ASSIGNMENT — Wherever the string "phase" occurs in a line of these records, report that line.

RECORDS SHOWN —
--- START ---

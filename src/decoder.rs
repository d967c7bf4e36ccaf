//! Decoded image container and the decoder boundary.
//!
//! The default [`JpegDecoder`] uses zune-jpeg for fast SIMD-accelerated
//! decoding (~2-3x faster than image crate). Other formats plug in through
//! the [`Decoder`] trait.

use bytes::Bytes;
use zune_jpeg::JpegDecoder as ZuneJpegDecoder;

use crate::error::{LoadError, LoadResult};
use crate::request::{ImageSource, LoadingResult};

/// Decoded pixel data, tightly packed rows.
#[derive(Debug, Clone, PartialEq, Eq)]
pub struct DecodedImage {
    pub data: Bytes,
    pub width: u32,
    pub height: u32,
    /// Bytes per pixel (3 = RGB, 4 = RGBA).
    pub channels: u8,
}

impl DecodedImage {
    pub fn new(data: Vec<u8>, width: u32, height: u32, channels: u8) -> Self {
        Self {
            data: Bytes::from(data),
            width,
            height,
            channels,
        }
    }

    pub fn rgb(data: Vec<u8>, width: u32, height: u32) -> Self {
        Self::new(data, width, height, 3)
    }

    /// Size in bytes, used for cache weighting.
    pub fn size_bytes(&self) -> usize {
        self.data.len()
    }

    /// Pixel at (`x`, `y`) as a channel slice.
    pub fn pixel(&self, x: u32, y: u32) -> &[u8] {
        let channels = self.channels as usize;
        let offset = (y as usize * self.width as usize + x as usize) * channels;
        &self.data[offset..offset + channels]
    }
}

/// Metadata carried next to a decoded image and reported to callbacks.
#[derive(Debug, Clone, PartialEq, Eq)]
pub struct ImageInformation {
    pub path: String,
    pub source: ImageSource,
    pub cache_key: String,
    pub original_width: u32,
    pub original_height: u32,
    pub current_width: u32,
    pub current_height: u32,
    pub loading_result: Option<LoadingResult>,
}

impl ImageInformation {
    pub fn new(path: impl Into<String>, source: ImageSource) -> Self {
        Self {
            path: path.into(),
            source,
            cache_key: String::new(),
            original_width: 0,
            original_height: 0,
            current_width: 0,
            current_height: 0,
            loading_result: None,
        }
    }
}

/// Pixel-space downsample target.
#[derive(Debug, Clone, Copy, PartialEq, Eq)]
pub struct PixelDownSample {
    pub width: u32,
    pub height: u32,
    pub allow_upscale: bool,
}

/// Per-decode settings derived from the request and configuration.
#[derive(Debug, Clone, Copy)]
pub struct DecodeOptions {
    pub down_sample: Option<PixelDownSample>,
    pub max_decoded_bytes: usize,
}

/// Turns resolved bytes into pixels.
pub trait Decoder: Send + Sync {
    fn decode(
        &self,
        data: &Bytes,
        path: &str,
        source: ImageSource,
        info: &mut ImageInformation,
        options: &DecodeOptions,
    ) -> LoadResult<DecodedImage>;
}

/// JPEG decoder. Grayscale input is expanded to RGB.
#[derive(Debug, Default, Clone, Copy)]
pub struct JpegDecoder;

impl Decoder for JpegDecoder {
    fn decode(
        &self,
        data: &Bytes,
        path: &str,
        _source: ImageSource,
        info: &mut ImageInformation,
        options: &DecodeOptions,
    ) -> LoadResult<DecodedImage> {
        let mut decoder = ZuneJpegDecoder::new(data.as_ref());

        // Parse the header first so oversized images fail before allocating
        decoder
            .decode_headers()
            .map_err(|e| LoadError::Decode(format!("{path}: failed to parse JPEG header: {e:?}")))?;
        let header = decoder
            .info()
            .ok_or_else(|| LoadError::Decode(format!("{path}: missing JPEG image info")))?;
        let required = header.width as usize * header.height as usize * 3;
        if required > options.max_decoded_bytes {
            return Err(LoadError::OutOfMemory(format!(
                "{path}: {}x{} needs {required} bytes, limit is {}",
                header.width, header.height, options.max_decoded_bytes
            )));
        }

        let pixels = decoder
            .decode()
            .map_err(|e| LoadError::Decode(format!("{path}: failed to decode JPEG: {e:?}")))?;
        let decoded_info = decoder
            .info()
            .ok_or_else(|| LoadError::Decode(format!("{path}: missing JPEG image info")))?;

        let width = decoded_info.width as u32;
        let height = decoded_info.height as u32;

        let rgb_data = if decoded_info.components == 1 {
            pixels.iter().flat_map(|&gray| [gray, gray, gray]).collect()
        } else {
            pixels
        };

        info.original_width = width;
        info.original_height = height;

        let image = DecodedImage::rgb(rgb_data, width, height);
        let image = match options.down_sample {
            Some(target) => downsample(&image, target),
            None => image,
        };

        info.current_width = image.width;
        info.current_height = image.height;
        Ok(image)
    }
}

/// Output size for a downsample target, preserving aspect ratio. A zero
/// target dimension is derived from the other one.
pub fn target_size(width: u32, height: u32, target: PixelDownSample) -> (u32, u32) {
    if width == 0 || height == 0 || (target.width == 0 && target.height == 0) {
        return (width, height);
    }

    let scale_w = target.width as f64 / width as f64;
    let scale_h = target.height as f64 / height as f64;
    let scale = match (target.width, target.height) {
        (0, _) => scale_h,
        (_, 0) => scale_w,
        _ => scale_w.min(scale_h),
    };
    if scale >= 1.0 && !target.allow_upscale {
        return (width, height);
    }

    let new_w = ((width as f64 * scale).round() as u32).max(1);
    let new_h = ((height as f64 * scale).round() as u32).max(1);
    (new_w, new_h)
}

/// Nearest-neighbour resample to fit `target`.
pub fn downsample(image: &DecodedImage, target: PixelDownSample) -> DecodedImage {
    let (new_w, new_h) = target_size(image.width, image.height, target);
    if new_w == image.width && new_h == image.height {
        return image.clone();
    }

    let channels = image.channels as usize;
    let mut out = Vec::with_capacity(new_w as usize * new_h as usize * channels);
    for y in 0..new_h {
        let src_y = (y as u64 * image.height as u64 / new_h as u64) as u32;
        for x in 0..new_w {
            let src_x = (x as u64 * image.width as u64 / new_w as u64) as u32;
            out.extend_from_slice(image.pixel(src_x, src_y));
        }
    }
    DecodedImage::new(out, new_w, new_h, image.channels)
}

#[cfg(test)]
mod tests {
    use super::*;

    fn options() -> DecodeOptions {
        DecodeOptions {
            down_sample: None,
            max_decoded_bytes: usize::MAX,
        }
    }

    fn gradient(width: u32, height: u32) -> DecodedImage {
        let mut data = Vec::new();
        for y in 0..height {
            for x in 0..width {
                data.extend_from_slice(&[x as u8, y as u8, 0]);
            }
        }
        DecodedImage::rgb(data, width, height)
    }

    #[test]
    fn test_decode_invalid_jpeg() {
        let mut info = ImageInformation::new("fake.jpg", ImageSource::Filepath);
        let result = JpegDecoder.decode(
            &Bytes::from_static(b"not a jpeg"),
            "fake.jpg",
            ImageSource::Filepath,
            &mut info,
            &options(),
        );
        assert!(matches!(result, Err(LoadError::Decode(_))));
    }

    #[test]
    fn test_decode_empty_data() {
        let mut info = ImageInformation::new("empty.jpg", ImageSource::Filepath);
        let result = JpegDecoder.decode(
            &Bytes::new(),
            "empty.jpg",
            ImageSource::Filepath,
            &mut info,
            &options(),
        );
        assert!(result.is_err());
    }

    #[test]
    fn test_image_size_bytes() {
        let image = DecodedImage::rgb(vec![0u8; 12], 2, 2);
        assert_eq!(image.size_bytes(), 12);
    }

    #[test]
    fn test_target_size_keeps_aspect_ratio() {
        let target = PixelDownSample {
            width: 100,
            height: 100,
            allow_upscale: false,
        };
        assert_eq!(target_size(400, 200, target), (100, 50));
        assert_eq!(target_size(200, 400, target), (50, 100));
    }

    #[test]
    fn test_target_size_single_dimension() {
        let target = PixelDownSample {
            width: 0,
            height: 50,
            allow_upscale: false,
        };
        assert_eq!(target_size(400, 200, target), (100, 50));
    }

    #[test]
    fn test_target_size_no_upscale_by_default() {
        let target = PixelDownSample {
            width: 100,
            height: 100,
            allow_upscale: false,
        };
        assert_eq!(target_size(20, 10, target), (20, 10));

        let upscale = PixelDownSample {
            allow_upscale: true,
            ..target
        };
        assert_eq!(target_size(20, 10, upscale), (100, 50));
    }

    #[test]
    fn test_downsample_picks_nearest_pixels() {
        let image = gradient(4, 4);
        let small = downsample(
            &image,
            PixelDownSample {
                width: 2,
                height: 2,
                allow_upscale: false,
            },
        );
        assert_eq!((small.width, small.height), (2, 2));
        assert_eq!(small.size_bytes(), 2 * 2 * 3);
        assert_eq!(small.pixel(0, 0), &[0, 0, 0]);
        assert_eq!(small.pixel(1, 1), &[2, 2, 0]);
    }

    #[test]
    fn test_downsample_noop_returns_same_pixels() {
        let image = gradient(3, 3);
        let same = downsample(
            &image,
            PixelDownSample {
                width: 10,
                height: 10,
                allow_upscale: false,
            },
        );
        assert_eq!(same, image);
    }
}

--- END ---
--- START ---

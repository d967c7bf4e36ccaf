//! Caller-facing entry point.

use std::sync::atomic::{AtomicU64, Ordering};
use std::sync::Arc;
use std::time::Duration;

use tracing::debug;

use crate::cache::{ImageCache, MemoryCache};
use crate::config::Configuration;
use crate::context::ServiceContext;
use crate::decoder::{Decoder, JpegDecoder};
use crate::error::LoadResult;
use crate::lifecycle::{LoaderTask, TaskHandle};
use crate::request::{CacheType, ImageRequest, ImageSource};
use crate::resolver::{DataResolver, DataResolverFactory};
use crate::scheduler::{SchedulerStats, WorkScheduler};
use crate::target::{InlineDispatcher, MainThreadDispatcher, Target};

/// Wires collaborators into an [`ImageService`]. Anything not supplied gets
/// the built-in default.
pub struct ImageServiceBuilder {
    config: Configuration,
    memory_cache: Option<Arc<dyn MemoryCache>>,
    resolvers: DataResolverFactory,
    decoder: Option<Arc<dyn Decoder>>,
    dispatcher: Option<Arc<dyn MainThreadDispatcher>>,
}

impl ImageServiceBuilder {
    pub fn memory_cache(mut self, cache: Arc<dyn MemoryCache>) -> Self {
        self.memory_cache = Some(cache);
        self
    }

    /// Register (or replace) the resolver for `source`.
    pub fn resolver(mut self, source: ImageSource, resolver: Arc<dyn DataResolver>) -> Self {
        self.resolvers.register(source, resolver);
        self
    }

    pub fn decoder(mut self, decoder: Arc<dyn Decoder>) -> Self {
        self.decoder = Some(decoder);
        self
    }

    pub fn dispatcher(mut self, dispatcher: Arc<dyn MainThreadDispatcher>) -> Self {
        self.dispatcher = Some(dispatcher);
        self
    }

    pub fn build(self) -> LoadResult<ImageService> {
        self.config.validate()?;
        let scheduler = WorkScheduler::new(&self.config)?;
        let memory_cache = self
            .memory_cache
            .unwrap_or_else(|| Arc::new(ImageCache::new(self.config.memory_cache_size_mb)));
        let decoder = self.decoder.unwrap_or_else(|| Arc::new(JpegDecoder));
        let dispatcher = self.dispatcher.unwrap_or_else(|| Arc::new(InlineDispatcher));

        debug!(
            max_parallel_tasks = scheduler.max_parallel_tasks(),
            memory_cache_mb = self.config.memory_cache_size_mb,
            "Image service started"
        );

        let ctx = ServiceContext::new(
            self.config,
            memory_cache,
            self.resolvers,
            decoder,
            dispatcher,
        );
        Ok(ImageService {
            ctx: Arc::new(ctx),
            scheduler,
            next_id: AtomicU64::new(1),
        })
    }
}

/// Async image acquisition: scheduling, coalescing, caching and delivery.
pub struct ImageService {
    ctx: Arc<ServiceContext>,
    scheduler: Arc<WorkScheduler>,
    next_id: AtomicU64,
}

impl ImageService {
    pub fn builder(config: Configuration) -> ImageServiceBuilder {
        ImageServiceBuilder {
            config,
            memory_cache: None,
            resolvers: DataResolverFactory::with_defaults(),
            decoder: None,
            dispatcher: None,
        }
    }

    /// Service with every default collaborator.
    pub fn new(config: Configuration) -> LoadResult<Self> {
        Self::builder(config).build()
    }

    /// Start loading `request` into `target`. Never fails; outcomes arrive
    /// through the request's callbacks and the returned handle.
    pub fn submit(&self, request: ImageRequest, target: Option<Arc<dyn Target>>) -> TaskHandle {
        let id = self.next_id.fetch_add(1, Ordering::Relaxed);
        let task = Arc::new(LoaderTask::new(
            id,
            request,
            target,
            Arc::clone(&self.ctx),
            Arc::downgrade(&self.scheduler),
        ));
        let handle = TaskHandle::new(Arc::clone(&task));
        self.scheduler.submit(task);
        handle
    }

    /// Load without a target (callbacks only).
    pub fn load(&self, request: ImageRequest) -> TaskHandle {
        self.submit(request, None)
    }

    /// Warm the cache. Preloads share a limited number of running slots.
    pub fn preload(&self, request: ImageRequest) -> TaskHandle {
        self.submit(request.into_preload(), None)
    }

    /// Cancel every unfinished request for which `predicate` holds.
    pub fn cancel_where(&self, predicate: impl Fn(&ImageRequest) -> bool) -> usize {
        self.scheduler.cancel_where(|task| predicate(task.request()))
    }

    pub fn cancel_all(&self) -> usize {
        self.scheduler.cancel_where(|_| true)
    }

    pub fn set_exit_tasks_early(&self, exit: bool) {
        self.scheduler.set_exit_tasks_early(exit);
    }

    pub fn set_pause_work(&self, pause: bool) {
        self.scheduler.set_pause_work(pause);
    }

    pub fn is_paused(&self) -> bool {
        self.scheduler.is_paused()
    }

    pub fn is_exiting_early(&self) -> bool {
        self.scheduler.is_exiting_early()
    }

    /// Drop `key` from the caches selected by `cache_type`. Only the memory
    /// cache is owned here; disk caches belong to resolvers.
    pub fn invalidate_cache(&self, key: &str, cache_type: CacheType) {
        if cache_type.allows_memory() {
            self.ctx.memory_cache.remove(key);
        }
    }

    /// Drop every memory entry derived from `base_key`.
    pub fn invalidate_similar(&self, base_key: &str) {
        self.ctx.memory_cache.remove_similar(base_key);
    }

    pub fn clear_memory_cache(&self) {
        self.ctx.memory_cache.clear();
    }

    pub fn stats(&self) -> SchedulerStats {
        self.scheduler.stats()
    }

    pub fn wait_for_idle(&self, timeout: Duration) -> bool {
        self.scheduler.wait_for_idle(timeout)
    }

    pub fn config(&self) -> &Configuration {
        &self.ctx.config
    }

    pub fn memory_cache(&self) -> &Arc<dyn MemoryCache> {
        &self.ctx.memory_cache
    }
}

--- END ---
--- START ---

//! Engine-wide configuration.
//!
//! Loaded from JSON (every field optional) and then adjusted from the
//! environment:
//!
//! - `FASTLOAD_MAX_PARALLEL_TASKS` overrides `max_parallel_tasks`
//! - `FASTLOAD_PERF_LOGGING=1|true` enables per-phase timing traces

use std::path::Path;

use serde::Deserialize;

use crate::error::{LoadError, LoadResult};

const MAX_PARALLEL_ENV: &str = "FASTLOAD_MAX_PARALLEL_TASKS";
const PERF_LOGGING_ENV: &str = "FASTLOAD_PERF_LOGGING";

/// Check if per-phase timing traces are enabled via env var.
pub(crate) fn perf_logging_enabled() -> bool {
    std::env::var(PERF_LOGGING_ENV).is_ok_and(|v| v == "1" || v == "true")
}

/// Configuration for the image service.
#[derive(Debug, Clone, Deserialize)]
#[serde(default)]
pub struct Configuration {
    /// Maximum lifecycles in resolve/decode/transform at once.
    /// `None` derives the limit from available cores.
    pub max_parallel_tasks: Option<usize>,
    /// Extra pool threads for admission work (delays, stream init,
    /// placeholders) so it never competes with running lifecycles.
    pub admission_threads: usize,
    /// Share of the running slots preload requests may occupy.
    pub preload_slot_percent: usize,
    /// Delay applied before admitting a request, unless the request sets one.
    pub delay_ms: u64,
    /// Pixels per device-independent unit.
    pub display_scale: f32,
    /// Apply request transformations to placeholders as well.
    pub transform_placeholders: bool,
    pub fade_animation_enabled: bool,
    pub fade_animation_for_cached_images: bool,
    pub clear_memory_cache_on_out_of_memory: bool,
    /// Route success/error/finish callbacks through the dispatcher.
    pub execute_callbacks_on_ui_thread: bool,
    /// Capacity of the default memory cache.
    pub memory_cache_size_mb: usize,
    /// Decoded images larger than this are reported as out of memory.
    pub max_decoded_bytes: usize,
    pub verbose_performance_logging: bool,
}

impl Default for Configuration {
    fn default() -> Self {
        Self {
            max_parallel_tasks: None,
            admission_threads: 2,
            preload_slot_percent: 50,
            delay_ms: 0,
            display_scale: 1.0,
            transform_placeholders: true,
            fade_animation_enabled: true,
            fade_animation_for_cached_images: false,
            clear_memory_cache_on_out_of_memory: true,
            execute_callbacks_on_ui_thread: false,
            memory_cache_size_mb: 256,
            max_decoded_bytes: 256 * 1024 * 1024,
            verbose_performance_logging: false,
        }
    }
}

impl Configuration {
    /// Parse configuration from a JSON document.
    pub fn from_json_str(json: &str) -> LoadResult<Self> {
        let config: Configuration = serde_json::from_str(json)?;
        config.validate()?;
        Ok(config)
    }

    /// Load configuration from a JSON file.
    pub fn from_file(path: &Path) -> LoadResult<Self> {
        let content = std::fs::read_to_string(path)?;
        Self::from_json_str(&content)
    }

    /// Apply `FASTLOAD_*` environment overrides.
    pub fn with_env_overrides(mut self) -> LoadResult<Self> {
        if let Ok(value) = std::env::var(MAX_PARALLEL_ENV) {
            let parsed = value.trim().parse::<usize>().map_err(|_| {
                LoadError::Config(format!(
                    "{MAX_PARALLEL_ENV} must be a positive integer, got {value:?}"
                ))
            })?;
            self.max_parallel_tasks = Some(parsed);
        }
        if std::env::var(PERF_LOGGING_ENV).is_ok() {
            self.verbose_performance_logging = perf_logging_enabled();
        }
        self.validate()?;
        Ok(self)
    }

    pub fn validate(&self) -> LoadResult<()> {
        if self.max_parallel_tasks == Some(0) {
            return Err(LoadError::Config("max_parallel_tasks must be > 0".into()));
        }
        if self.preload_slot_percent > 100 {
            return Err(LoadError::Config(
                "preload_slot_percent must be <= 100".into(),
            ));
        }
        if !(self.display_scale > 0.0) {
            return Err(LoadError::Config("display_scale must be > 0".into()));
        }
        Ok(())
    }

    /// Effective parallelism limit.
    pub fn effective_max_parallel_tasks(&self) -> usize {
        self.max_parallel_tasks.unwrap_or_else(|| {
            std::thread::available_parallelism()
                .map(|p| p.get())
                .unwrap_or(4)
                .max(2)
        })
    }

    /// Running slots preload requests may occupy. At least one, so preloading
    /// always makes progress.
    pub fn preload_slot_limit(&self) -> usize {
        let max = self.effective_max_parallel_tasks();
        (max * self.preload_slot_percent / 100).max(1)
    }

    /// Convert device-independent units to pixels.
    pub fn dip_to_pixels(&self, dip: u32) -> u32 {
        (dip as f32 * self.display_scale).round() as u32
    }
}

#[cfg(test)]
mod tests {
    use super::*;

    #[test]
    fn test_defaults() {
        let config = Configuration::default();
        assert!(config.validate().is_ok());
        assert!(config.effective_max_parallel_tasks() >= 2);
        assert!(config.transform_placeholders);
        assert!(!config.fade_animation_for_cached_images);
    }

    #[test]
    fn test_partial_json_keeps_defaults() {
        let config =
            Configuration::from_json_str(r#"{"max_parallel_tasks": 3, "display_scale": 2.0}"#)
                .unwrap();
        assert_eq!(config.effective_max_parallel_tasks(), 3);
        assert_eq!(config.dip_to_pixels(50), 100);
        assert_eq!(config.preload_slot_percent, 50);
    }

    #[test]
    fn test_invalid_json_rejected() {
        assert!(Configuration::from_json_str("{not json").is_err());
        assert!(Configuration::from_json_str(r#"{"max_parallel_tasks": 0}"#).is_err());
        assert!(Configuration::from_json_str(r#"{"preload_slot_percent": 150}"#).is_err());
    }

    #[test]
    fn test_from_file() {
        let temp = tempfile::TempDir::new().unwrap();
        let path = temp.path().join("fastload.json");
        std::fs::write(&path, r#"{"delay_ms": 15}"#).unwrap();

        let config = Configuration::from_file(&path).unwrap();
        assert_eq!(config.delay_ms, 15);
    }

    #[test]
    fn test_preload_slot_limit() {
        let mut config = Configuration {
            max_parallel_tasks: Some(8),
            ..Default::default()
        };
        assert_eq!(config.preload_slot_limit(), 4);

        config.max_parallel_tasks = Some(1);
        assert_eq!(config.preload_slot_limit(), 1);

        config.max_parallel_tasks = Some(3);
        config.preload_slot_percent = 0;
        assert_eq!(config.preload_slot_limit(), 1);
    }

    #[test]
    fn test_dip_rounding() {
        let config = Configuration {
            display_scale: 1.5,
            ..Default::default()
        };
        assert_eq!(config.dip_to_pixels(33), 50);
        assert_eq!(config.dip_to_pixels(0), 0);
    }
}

--- END ---

SOLVED EXERCISE —
//! - `FASTLOAD_PERF_LOGGING=1|true` enables per-phase timing traces
/// Check if per-phase timing traces are enabled via env var.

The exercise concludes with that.